Please write out every line of the material exactly.

(INFORMATION)

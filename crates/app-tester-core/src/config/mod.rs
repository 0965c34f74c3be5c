//! Configuration for app tester runs

pub mod defaults;
mod loader;
mod types;
pub mod validation;

pub use defaults::*;
pub use loader::*;
pub use types::*;
pub use validation::*;
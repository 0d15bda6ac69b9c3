use std::ops::{Mul, Sub};

use crate::point::Point2;

/// The scalar value locating a point relative to a family of parallel digital lines.
#[derive(Debug, Copy, Clone, PartialEq, Eq, PartialOrd, Ord)]
pub(crate) struct Remainder<T>(T);

impl<T> From<[&Point2<T>; 2]> for Remainder<T>
where
    T: Copy + Sub<Output = T> + Mul<Output = T>,
{
    /// Being `(b, a)` the direction vector of the line and `P` the given point, returns
    /// `a·P.x - b·P.y`.
    fn from([direction, point]: [&Point2<T>; 2]) -> Self {
        Self(direction.y() * point.x() - direction.x() * point.y())
    }
}

impl<T> Remainder<T>
where
    T: Copy + Sub<Output = T> + Mul<Output = T>,
{
    /// Returns the remainder of the given point for the line of slope `a/b`.
    pub(crate) fn new(a: T, b: T, point: &Point2<T>) -> Self {
        Self(a * point.x() - b * point.y())
    }
}

impl<T> Remainder<T> {
    /// Returns the inner value of self.
    pub(crate) fn into_inner(self) -> T {
        self.0
    }
}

(End INFORMATION)

> _TASK OUTPUT_:
filename crates/app-tester-core/src/config/mod.rs
repository 0965c34f74c3be5c
//! Configuration for app tester runs

pub mod defaults;
mod loader;
mod types;
pub mod validation;

pub use defaults::*;
pub use loader::*;
pub use types::*;
pub use validation::*;
repository 0d15bda6ac69b9c3
use std::ops::{Mul, Sub};

use crate::point::Point2;

/// The scalar value locating a point relative to a family of parallel digital lines.
#[derive(Debug, Copy, Clone, PartialEq, Eq, PartialOrd, Ord)]
pub(crate) struct Remainder<T>(T);

impl<T> From<[&Point2<T>; 2]> for Remainder<T>
where
    T: Copy + Sub<Output = T> + Mul<Output = T>,
{
    /// Being `(b, a)` the direction vector of the line and `P` the given point, returns
    /// `a·P.x - b·P.y`.
    fn from([direction, point]: [&Point2<T>; 2]) -> Self {
        Self(direction.y() * point.x() - direction.x() * point.y())
    }
}

impl<T> Remainder<T>
where
    T: Copy + Sub<Output = T> + Mul<Output = T>,
{
    /// Returns the remainder of the given point for the line of slope `a/b`.
    pub(crate) fn new(a: T, b: T, point: &Point2<T>) -> Self {
        Self(a * point.x() - b * point.y())
    }
}

impl<T> Remainder<T> {
    /// Returns the inner value of self.
    pub(crate) fn into_inner(self) -> T {
        self.0
    }
}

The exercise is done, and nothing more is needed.